Activity | The required output is all lines below that contain the word "PropertyConverter".
-------- Material for the task --------
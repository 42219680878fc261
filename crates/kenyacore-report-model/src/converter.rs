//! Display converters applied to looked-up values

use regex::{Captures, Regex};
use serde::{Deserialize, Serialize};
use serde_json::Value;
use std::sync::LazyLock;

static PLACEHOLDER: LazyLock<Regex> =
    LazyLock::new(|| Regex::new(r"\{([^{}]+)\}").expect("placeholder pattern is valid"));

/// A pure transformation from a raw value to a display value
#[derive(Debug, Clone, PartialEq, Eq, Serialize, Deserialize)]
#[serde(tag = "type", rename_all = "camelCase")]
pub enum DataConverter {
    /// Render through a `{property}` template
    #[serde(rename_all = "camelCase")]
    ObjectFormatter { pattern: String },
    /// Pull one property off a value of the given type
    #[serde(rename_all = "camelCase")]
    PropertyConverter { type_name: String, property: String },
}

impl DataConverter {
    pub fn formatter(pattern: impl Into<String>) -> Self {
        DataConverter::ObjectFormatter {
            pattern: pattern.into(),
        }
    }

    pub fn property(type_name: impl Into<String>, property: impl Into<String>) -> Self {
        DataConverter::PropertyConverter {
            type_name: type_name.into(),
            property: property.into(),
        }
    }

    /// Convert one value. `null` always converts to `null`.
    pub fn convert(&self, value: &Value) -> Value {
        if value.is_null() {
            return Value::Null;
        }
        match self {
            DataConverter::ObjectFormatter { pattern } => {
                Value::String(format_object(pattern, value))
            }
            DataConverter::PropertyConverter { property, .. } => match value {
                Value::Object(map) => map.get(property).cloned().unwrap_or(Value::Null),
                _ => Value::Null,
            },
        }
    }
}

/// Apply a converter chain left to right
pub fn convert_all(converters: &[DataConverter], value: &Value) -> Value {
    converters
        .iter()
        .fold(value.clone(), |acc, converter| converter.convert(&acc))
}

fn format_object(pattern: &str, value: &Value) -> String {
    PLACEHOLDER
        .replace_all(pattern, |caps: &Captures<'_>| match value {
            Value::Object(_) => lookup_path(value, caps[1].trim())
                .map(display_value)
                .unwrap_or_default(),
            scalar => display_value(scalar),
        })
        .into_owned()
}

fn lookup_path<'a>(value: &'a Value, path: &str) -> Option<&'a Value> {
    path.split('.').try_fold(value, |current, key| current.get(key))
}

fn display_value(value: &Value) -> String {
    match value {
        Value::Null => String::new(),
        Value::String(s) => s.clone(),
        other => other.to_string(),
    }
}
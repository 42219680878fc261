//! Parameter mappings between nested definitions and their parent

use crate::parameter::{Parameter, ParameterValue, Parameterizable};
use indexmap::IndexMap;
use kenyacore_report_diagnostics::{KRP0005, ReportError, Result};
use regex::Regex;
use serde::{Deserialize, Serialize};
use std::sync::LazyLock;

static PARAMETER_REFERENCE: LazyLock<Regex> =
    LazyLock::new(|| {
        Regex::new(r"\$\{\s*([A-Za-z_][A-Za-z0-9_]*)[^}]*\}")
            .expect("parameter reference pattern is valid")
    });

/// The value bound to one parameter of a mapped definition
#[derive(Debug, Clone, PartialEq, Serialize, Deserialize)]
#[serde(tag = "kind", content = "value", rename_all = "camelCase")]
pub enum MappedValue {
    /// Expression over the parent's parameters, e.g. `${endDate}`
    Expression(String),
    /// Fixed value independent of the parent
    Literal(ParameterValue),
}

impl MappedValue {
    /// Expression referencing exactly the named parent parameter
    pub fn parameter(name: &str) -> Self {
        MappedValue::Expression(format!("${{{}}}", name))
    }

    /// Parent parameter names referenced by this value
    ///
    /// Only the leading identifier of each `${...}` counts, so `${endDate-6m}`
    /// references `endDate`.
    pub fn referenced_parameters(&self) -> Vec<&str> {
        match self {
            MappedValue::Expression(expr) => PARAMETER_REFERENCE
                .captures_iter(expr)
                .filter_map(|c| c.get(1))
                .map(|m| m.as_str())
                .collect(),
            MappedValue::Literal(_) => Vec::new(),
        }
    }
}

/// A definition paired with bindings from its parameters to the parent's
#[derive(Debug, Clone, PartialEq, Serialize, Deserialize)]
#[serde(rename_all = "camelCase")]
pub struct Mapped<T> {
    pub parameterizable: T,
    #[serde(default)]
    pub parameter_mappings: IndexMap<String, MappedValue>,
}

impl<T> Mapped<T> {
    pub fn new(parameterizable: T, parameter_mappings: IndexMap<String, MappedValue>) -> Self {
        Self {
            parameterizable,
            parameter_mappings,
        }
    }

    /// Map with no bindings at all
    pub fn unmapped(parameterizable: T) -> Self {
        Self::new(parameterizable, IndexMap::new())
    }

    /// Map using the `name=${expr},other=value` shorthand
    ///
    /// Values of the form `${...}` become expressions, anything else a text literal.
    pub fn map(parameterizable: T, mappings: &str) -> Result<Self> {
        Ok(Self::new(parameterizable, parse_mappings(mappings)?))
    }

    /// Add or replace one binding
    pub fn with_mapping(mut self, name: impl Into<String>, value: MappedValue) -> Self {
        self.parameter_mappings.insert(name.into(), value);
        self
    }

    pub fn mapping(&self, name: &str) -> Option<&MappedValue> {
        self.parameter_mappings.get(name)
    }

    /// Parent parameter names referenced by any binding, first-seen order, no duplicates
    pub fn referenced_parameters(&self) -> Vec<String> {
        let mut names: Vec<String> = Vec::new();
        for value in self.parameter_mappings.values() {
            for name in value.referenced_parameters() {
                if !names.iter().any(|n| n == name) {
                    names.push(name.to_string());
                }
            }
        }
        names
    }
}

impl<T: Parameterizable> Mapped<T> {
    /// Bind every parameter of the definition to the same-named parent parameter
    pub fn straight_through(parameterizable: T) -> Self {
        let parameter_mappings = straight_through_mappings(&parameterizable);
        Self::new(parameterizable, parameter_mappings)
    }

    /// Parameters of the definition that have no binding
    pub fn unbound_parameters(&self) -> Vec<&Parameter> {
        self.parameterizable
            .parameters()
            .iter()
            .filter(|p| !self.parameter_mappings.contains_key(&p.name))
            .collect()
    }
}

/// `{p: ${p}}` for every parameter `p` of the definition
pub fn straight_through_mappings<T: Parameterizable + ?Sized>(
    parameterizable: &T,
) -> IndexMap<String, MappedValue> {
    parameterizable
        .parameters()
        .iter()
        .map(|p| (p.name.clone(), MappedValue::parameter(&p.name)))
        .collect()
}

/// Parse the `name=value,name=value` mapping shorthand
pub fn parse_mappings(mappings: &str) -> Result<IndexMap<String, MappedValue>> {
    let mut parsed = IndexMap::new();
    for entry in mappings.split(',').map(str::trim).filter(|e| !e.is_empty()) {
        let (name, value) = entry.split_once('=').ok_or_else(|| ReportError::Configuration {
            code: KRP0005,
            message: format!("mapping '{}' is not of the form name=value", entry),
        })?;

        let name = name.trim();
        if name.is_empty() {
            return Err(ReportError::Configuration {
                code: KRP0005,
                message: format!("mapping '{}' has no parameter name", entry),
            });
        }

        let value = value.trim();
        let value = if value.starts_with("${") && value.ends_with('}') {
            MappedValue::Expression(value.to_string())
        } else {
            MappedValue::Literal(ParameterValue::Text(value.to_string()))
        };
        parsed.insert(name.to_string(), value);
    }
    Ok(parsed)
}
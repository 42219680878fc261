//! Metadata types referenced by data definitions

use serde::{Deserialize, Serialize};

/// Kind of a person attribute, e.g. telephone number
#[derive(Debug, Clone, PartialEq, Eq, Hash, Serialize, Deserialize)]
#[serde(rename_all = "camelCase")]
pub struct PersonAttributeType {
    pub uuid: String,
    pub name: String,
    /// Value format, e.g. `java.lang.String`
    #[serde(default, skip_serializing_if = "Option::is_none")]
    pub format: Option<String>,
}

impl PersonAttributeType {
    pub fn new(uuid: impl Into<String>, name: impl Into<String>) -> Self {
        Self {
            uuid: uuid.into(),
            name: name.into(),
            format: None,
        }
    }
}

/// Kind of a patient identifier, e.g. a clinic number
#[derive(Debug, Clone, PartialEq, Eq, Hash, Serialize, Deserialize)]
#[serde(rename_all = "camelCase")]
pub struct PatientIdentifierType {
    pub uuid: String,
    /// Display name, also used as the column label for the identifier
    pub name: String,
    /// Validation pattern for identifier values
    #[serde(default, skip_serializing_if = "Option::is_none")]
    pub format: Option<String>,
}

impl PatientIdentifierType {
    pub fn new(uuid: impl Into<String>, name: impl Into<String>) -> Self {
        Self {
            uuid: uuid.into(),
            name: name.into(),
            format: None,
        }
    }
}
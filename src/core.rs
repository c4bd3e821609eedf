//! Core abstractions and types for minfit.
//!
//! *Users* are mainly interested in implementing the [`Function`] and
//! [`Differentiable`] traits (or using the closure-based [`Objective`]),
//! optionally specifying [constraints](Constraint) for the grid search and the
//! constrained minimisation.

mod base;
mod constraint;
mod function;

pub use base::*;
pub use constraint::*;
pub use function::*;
--------
The completed task |
    PropertyConverter { type_name: String, property: String },
        DataConverter::PropertyConverter {
            DataConverter::PropertyConverter { property, .. } => match value {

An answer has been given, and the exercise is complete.